The optimized program is a standard DSPy program either way — save(), load(), and Evaluate all work identically.

Important limitations

1. Instruction-only optimization — VizPy does NOT optimize Pydantic Field(description=...), InputField(desc=...), or OutputField(desc=...). Same limitation as GEPA. See /dspy-gepa for a workaround (flatten field descriptions into the instruction).

2. SaaS dependency — your training data is sent to VizPy's servers for optimization. Check your data privacy requirements.

3. No offline mode — requires internet access and a valid API key.
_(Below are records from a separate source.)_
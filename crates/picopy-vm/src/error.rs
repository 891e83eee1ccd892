// SPDX-License-Identifier: GPL-3.0-or-later
// Copyright 2026 Tobias Sarnowski

//! VM error type and raise-site capture.
//!
//! Every fallible VM operation returns [`VmResult`]. The error carries the
//! status code byte plus the source location of the raise site, replacing
//! the original file-id/line globals with `#[track_caller]` capture. The
//! interpreter inspects the code to decide between unwinding (exception
//! codes) and aborting (fatal codes).

use core::panic::Location;

use picopy_abi::ReturnCode;

/// Result alias used throughout the VM.
pub type VmResult<T> = Result<T, VmError>;

/// A raised status code with its capture site.
#[derive(Clone, Copy, Debug, PartialEq, Eq, thiserror::Error)]
#[error("{code} (raised at {file}:{line})")]
pub struct VmError {
    /// The status code byte.
    pub code: ReturnCode,
    /// Source file of the raise site.
    pub file: &'static str,
    /// Source line of the raise site.
    pub line: u32,
}

impl VmError {
    /// Raise a code, capturing the caller's location.
    #[track_caller]
    #[must_use]
    pub fn raise(code: ReturnCode) -> Self {
        let loc = Location::caller();
        Self {
            code,
            file: loc.file(),
            line: loc.line(),
        }
    }

    /// Whether this error is a catchable user-level exception.
    #[inline]
    #[must_use]
    pub const fn is_exception(&self) -> bool {
        self.code.is_exception()
    }
}

impl From<ReturnCode> for VmError {
    #[track_caller]
    fn from(code: ReturnCode) -> Self {
        Self::raise(code)
    }
}
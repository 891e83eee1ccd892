// SPDX-License-Identifier: GPL-3.0-or-later
// Copyright 2026 Tobias Sarnowski

//! Built-in native functions.
//!
//! Builtins use a fixed calling convention: the interpreter pops the
//! positional arguments, dispatches on the native function index, and
//! pushes the returned reference. Indices below [`BUILTIN_COUNT`] resolve
//! here; anything higher goes to the host's dispatch table through
//! `Platform::native`.
//!
//! At init a module-like dict is populated with one native function
//! object per builtin plus the exception name bindings, and serves as the
//! final stop of name lookup.


use picopy_abi::ReturnCode;

use crate::error::{VmError, VmResult};
use crate::heap::Heap;
use crate::obj::{
    self, Ref, Tag, code, dict, exn, frame, func, int, list, string, thread, tuple,
};
use crate::platform::Platform;
use crate::vm::Vm;

/// Native function indices of the builtins.
pub mod id {
    /// `len(seq)`
    pub const LEN: u16 = 0;
    /// `type(obj)` -> type tag as an integer
    pub const TYPE: u16 = 1;
    /// `range([start,] stop[, step])` -> list
    pub const RANGE: u16 = 2;
    /// `chr(n)` -> single-byte string
    pub const CHR: u16 = 3;
    /// `ord(s)` -> byte value
    pub const ORD: u16 = 4;
    /// `abs(n)`
    pub const ABS: u16 = 5;
    /// `id(obj)` -> object address
    pub const ID: u16 = 6;
    /// `globals()` -> the calling frame's globals dict
    pub const GLOBALS: u16 = 7;
    /// `print(...)` -> emits arguments and a newline
    pub const PRINT: u16 = 8;
    /// `pow(a, b)`
    pub const POW: u16 = 9;
    /// `spawn(fn)` -> starts a cooperative thread
    pub const SPAWN: u16 = 10;
}

/// Number of built-in native functions.
pub const BUILTIN_COUNT: u16 = 11;

/// Name, declared argument count (`NO_VARARGS` = any) and index of each
/// builtin.
const BUILTIN_TABLE: [(&[u8], u8, u16); BUILTIN_COUNT as usize] = [
    (b"len", 1, id::LEN),
    (b"type", 1, id::TYPE),
    (b"range", code::NO_VARARGS, id::RANGE),
    (b"chr", 1, id::CHR),
    (b"ord", 1, id::ORD),
    (b"abs", 1, id::ABS),
    (b"id", 1, id::ID),
    (b"globals", 0, id::GLOBALS),
    (b"print", code::NO_VARARGS, id::PRINT),
    (b"pow", 2, id::POW),
    (b"spawn", 1, id::SPAWN),
];

/// Exception names bound to static exception objects.
const EXCEPTION_TABLE: [(&[u8], ReturnCode); 16] = [
    (b"Exception", ReturnCode::Ex),
    (b"SystemExit", ReturnCode::ExExit),
    (b"IOError", ReturnCode::ExIo),
    (b"ZeroDivisionError", ReturnCode::ExZdiv),
    (b"AssertionError", ReturnCode::ExAssrt),
    (b"AttributeError", ReturnCode::ExAttr),
    (b"ImportError", ReturnCode::ExImprt),
    (b"IndexError", ReturnCode::ExIndx),
    (b"KeyError", ReturnCode::ExKey),
    (b"MemoryError", ReturnCode::ExMem),
    (b"NameError", ReturnCode::ExName),
    (b"SyntaxError", ReturnCode::ExSyntax),
    (b"SystemError", ReturnCode::ExSys),
    (b"TypeError", ReturnCode::ExType),
    (b"ValueError", ReturnCode::ExVal),
    (b"StopIteration", ReturnCode::ExStop),
];

/// Build the builtins dict.
pub fn init<P: Platform>(heap: &mut Heap, plat: &P) -> VmResult<Ref> {
    let d = dict::new(heap)?;
    for (name, argc, index) in BUILTIN_TABLE {
        let nob = code::no_new(heap, argc, index)?;
        let fxn = func::new(heap, nob, Ref::NULL)?;
        obj::release(heap, nob)?;
        let key = string::new(heap, name)?;
        dict::set_item(heap, plat, d, key, fxn)?;
    }
    for (name, kind) in EXCEPTION_TABLE {
        let e = exn::new_static(heap, kind)?;
        let key = string::new(heap, name)?;
        dict::set_item(heap, plat, d, key, e)?;
    }
    Ok(d)
}

fn expect_int<P: Platform>(vm: &Vm<P>, r: Ref) -> VmResult<i32> {
    if obj::tag(&vm.heap, r) != Tag::Int {
        return Err(VmError::raise(ReturnCode::ExType));
    }
    Ok(int::value(&vm.heap, r))
}

fn expect_argc(args: &[Ref], n: usize) -> VmResult<()> {
    if args.len() == n {
        Ok(())
    } else {
        Err(VmError::raise(ReturnCode::ExNumArgs))
    }
}

/// Dispatch a built-in native function.
///
/// Arguments are borrowed; the returned reference is owned by the
/// caller. `frame` is the calling frame (for `globals`).
pub fn call<P: Platform>(
    vm: &mut Vm<P>,
    frame: Ref,
    index: u16,
    args: &[Ref],
) -> VmResult<Ref> {
    match index {
        id::LEN => {
            expect_argc(args, 1)?;
            let len = match obj::tag(&vm.heap, args[0]) {
                Tag::Str => i32::from(string::length(&vm.heap, args[0])),
                Tag::Tup => i32::from(tuple::length(&vm.heap, args[0])),
                Tag::Lst => i32::from(list::length(&vm.heap, args[0])),
                Tag::Dic => i32::from(dict::length(&vm.heap, args[0])),
                _ => return Err(VmError::raise(ReturnCode::ExType)),
            };
            int::new(&mut vm.heap, &vm.singletons, len)
        }
        id::TYPE => {
            expect_argc(args, 1)?;
            let t: u8 = obj::tag(&vm.heap, args[0]).into();
            int::new(&mut vm.heap, &vm.singletons, i32::from(t))
        }
        id::RANGE => builtin_range(vm, args),
        id::CHR => {
            expect_argc(args, 1)?;
            let n = expect_int(vm, args[0])?;
            if !(0..=255).contains(&n) {
                return Err(VmError::raise(ReturnCode::ExVal));
            }
            string::new(&mut vm.heap, &[n as u8])
        }
        id::ORD => {
            expect_argc(args, 1)?;
            if obj::tag(&vm.heap, args[0]) != Tag::Str {
                return Err(VmError::raise(ReturnCode::ExType));
            }
            if string::length(&vm.heap, args[0]) != 1 {
                return Err(VmError::raise(ReturnCode::ExVal));
            }
            let b = string::byte_at(&vm.heap, &vm.plat, args[0], 0);
            int::new(&mut vm.heap, &vm.singletons, i32::from(b))
        }
        id::ABS => {
            expect_argc(args, 1)?;
            let n = expect_int(vm, args[0])?;
            int::new(&mut vm.heap, &vm.singletons, n.wrapping_abs())
        }
        id::ID => {
            expect_argc(args, 1)?;
            int::new(&mut vm.heap, &vm.singletons, args[0].offset() as i32)
        }
        id::GLOBALS => {
            expect_argc(args, 0)?;
            let globals = frame::globals_of(&vm.heap, frame);
            obj::inc_ref(&mut vm.heap, globals);
            Ok(globals)
        }
        id::PRINT => {
            for (i, &arg) in args.iter().enumerate() {
                if i > 0 {
                    vm.plat.put_byte(b' ')?;
                }
                obj::print(&vm.heap, &mut vm.plat, arg, false)?;
            }
            vm.plat.put_byte(b'\n')?;
            obj::inc_ref(&mut vm.heap, vm.singletons.none);
            Ok(vm.singletons.none)
        }
        id::POW => {
            expect_argc(args, 2)?;
            let a = expect_int(vm, args[0])?;
            let b = expect_int(vm, args[1])?;
            let v = int::pow(a, b)?;
            int::new(&mut vm.heap, &vm.singletons, v)
        }
        id::SPAWN => {
            expect_argc(args, 1)?;
            if obj::tag(&vm.heap, args[0]) != Tag::Fxn {
                return Err(VmError::raise(ReturnCode::ExType));
            }
            let root = frame::new(&mut vm.heap, &vm.plat, &vm.singletons, args[0])?;
            let thr = thread::new(&mut vm.heap, root)?;
            vm.threads.push(thr);
            obj::inc_ref(&mut vm.heap, vm.singletons.none);
            Ok(vm.singletons.none)
        }
        _ => Err(VmError::raise(ReturnCode::ExSys)),
    }
}

fn builtin_range<P: Platform>(vm: &mut Vm<P>, args: &[Ref]) -> VmResult<Ref> {
    let (start, stop, step) = match args.len() {
        1 => (0, expect_int(vm, args[0])?, 1),
        2 => (expect_int(vm, args[0])?, expect_int(vm, args[1])?, 1),
        3 => (
            expect_int(vm, args[0])?,
            expect_int(vm, args[1])?,
            expect_int(vm, args[2])?,
        ),
        _ => return Err(VmError::raise(ReturnCode::ExNumArgs)),
    };
    if step == 0 {
        return Err(VmError::raise(ReturnCode::ExVal));
    }
    let out = list::new(&mut vm.heap)?;
    let mut i = start;
    while (step > 0 && i < stop) || (step < 0 && i > stop) {
        let v = int::new(&mut vm.heap, &vm.singletons, i)?;
        list::append(&mut vm.heap, out, v)?;
        i = i.wrapping_add(step);
    }
    Ok(out)
}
4. Free tier limits — 10 optimization runs per month. Each .compile() call counts as one run.

Verifying the optimization

After running .compile(), compare baseline vs optimized:

from dspy.evaluate import Evaluate

evaluator = Evaluate(devset=devset, metric=metric, num_threads=4)

# Baseline
baseline_score = evaluator(program)
print(f"Baseline: {baseline_score}")

# After VizPy optimization
optimized_score = evaluator(optimized)
print(f"Optimized: {optimized_score}")
print(f"Improvement: {optimized_score - baseline_score:.1f}%")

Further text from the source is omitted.